2188. Du Droit de recevoir des Ministres.

CH. V.]

Ceux qui ont le droit d'envoyer des ministres ont aussi celui d'en recevoir, et il n'y a qu'eux qui en jouissent; de sorte que le droit de légation, le droit actif et le droit passif dépendent inséparablement l'un de l'autre, tant en général que même par rapport aux différents grades de missions.

[Le droit de recevoir des ministres est, comme celui d'en envoyer, une conséquence de la souveraineté. Ils sont corrélatifs. Cependant HEFFTER, le Droit international public, traduction de M. Bergson, § 200, estime qu'on ne saurait naturellement refuser à des particuliers le droit de recevoir des ministres publics. Rien,

suivant cet auteur, ne les empêche de recevoir d'un souverain étranger des agents diplomatiques. Par quels motifs serait-il défendu à une tête couronnée d'envoyer un représentant auprès d'une maison princière non souveraine, par exemple, dans une affaire matrimoniale ou dans d'autres affaires purement personnelles ? Nous ne saurions nous ranger à cette opinion et reconnaître le caractère et les priviléges de l'agent diplomatique à un personnage agissant dans une des hypothèses prévues par Heffter. Il représente simplement dans ces divers cas des intérêts privés.

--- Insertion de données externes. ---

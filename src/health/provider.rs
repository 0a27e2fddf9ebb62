// src/health/provider.rs
use dashmap::DashMap;
use hyper::{Body, Request, Response};
use std::future::Future;
use std::sync::Arc;
use tracing::info;

use super::client::HealthClient;
use super::format::OutputFormat;
use super::handler::HealthHandler;
use super::redirect::{redirect_fn, Redirect};
use super::validator::RequestValidator;
use crate::metrics::MetricsCollector;

/// Service name to optional redirect.
///
/// No entry means the service is unknown, `None` means it is answered locally
/// and `Some` means the check is forwarded.
pub(crate) type ServiceRegistry = DashMap<String, Option<Arc<dyn Redirect>>>;

/// Builds health check handlers over a shared service registry.
#[derive(Clone)]
pub struct HealthProvider {
    services: Arc<ServiceRegistry>,
    output_format: OutputFormat,
    validator: Option<Arc<dyn RequestValidator>>,
    metrics: Option<Arc<MetricsCollector>>,
}

impl HealthProvider {
    pub fn new(output_format: OutputFormat) -> Self {
        Self {
            services: Arc::new(DashMap::new()),
            output_format,
            validator: None,
            metrics: None,
        }
    }

    /// Gate every check through `validator` before it is processed.
    pub fn with_validator(mut self, validator: Arc<dyn RequestValidator>) -> Self {
        self.validator = Some(validator);
        self
    }

    pub fn with_metrics(mut self, metrics: Arc<MetricsCollector>) -> Self {
        metrics.update_registered_services(self.services.len());
        self.metrics = Some(metrics);
        self
    }

    pub fn output_format(&self) -> OutputFormat {
        self.output_format
    }

    /// Register a service. Pass `None` to report it as serving without forwarding.
    /// Registering the same name again replaces the previous entry.
    pub fn register(&self, service: impl Into<String>, handler: Option<Arc<dyn Redirect>>) {
        let service = service.into();
        info!(
            service = %service,
            forwarded = handler.is_some(),
            "registered health check service"
        );
        self.services.insert(service, handler);

        if let Some(metrics) = &self.metrics {
            metrics.update_registered_services(self.services.len());
        }
    }

    pub fn register_fn<F, Fut>(&self, service: impl Into<String>, f: F)
    where
        F: Fn(Request<Body>) -> Fut + Send + Sync + 'static,
        Fut: Future<Output = Response<Body>> + Send + 'static,
    {
        self.register(service, Some(redirect_fn(f)));
    }

    pub fn is_registered(&self, service: &str) -> bool {
        self.services.contains_key(service)
    }

    pub fn len(&self) -> usize {
        self.services.len()
    }

    pub fn is_empty(&self) -> bool {
        self.services.is_empty()
    }

    /// Handler bound to this provider's registry. Services registered after the
    /// call are visible to the handler.
    pub fn build_handler(&self) -> HealthHandler {
        HealthHandler::new(
            self.services.clone(),
            self.output_format,
            self.validator.clone(),
            self.metrics.clone(),
        )
    }

    /// Client helper using the same output format.
    pub fn client(&self) -> HealthClient {
        HealthClient::new(self.output_format)
    }
}
// ────────────────────────────────
// src/server/builder.rs
// ────────────────────────────────
use anyhow::{Context, Result};
use hyper::{server::conn::Http, Body, Request, Response};
use std::future::Future;
use std::net::SocketAddr;
use tokio::net::TcpListener;
use tower::Service;

/// Builder pattern so `main.rs` can inject its request handler.
pub struct ServerBuilder<H>
where
    H: Service<Request<Body>, Response = Response<Body>> + Send + Clone + 'static,
    H::Error: Into<Box<dyn std::error::Error + Send + Sync>>,
    H::Future: Send + 'static,
{
    addr: SocketAddr,
    handler: Option<H>,
}

impl<H> ServerBuilder<H>
where
    H: Service<Request<Body>, Response = Response<Body>> + Send + Clone + 'static,
    H::Error: Into<Box<dyn std::error::Error + Send + Sync>>,
    H::Future: Send + 'static,
{
    pub fn new(addr: SocketAddr) -> Self {
        Self { addr, handler: None }
    }

    pub fn with_handler(mut self, handler: H) -> Self {
        self.handler = Some(handler);
        self
    }

    /// Bind the configured address and serve until `shutdown` resolves.
    pub async fn serve_with_shutdown<F>(self, shutdown: F) -> Result<()>
    where
        F: Future<Output = ()>,
    {
        let listener = TcpListener::bind(self.addr)
            .await
            .with_context(|| format!("failed to bind {}", self.addr))?;
        self.serve_listener(listener, shutdown).await
    }

    /// Serve connections accepted on an already bound listener.
    pub async fn serve_listener<F>(self, listener: TcpListener, shutdown: F) -> Result<()>
    where
        F: Future<Output = ()>,
    {
        let handler = self
            .handler
            .context("handler must be set via with_handler()")?;
        tracing::info!("HTTP server listening on {}", listener.local_addr()?);

        tokio::pin!(shutdown);
        loop {
            tokio::select! {
                accepted = listener.accept() => {
                    let (stream, peer) = accepted?;
                    let svc = handler.clone();

                    // One task per connection
                    tokio::spawn(async move {
                        if let Err(err) = Http::new().serve_connection(stream, svc).await {
                            tracing::warn!(%peer, %err, "connection error");
                        }
                    });
                }
                _ = &mut shutdown => {
                    tracing::info!("HTTP server stopped accepting connections");
                    return Ok(());
                }
            }
        }
    }
}
// src/config/mod.rs
mod models;

pub use models::*;

use anyhow::{Context, Result};
use std::path::Path;

/// Load configuration from a file (YAML or JSON)
pub async fn load_config<P: AsRef<Path>>(path: P) -> Result<Config> {
    let path = path.as_ref();
    let contents = tokio::fs::read_to_string(path)
        .await
        .with_context(|| format!("Failed to read config file {}", path.display()))?;

    let config = parse_config(&contents, is_yaml(path))?;
    config.validate()?;
    Ok(config)
}

fn is_yaml(path: &Path) -> bool {
    matches!(
        path.extension().and_then(|s| s.to_str()),
        Some("yaml") | Some("yml")
    )
}

fn parse_config(contents: &str, yaml: bool) -> Result<Config> {
    let config = if yaml {
        serde_yaml::from_str(contents).context("Failed to parse YAML config")?
    } else {
        serde_json::from_str(contents).context("Failed to parse JSON config")?
    };
    Ok(config)
}

#[cfg(test)]
mod tests {
    use super::*;
    use crate::health::OutputFormat;

    const YAML: &str = r#"
listen_addr: "127.0.0.1:8080"
health:
  output_format: mesg
  services:
    - name: svc-a
    - name: svc-b
      upstream: http://10.0.0.2:8080/health
auth:
  bearer_tokens: ["secret"]
metrics:
  enabled: true
  port: 9100
"#;

    #[test]
    fn test_parse_yaml() {
        let config = parse_config(YAML, true).unwrap();
        config.validate().unwrap();

        assert_eq!(config.health.route, "/health");
        assert_eq!(config.health.output_format, OutputFormat::Mesg);
        assert_eq!(config.health.services.len(), 2);
        assert!(config.health.services[0].upstream.is_none());
        assert_eq!(
            config.health.services[1].upstream.as_ref().unwrap().as_str(),
            "http://10.0.0.2:8080/health"
        );
        assert_eq!(config.metrics.path, "/metrics");
        assert_eq!(config.metrics.port, 9100);
    }

    #[test]
    fn test_parse_json_defaults() {
        let config = parse_config("{}", false).unwrap();
        config.validate().unwrap();

        assert_eq!(config.listen_addr.port(), 8080);
        assert_eq!(config.health.output_format, OutputFormat::Proto);
        assert!(config.auth.is_none());
        assert!(!config.metrics.enabled);
    }

    #[test]
    fn test_rejects_bad_format() {
        assert!(parse_config(r#"{"health":{"output_format":"xml"}}"#, false).is_err());
    }

    #[test]
    fn test_validate_rejects_duplicates() {
        let config = parse_config(
            r#"{"health":{"services":[{"name":"a"},{"name":"a"}]}}"#,
            false,
        )
        .unwrap();
        let err = config.validate().unwrap_err();
        assert!(err.to_string().contains("duplicate service: a"));
    }

    #[test]
    fn test_validate_rejects_empty_tokens() {
        let config = parse_config(r#"{"auth":{"bearer_tokens":[]}}"#, false).unwrap();
        assert!(config.validate().is_err());
    }

    #[test]
    fn test_validate_rejects_https_upstream() {
        let config = parse_config(
            r#"{"health":{"services":[{"name":"a","upstream":"https://x/health"}]}}"#,
            false,
        )
        .unwrap();
        assert!(config.validate().is_err());
    }

    #[tokio::test]
    async fn test_load_missing_file() {
        let err = load_config("/nonexistent/health.yaml").await.unwrap_err();
        assert!(err.to_string().contains("Failed to read config file"));
    }
}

Il n'y a pas obligation comme il est dit ci-après au § 190, mais simplement convenance ou raison politique pour un État souverain de recevoir les ministres publics d'une autre puissance; aussi est-il libre de fixer les conditions de leur admission et de déterminer les droits et les prérogatives qu'il leur accordera. Il lui appartient également de se refuser à recevoir tel ou tel individu comme ministre d'une autre puissance, et il ne doit aucun compte des raisons personnelles ou politiques qui lui dictent ce refus.

L'état de guerre ne dispense pas les souverains de l'obligation de recevoir et d'écouter les ministres des autres puissances. Ces rapprochements sont même le seul moyen de traiter de la paix ou d'adoucir les maux de la guerre. L'agent de la puissance ennemie ne peut se présenter sans une permission spéciale qui prend le nom du sauf-conduit et qui est habituellement demandée par un parlementaire ou par un ennemi commun. La guerre n'est pas par elle-même un motif suffisant de refuser un sauf-conduit; il faut avoir quelque raison particulière et sérieuse de le faire Telle serait, dit VATTEL, le Droit des gens, édit. Guillaumin, liv. IV, ch. v, § 67, une crainte raisonnable et justifiée par la conduite même d'un ennemi artificieux, qu'il ne pense à envoyer ses ministres, à faire des propositions que dans la vue de désunir des alliés, de les endormir par des apparences de paix et de les surprendre. C'est aussi le sentiment de Burlamaqui, Principes du droit des gens, chap. XIII, § 4. CH. V.]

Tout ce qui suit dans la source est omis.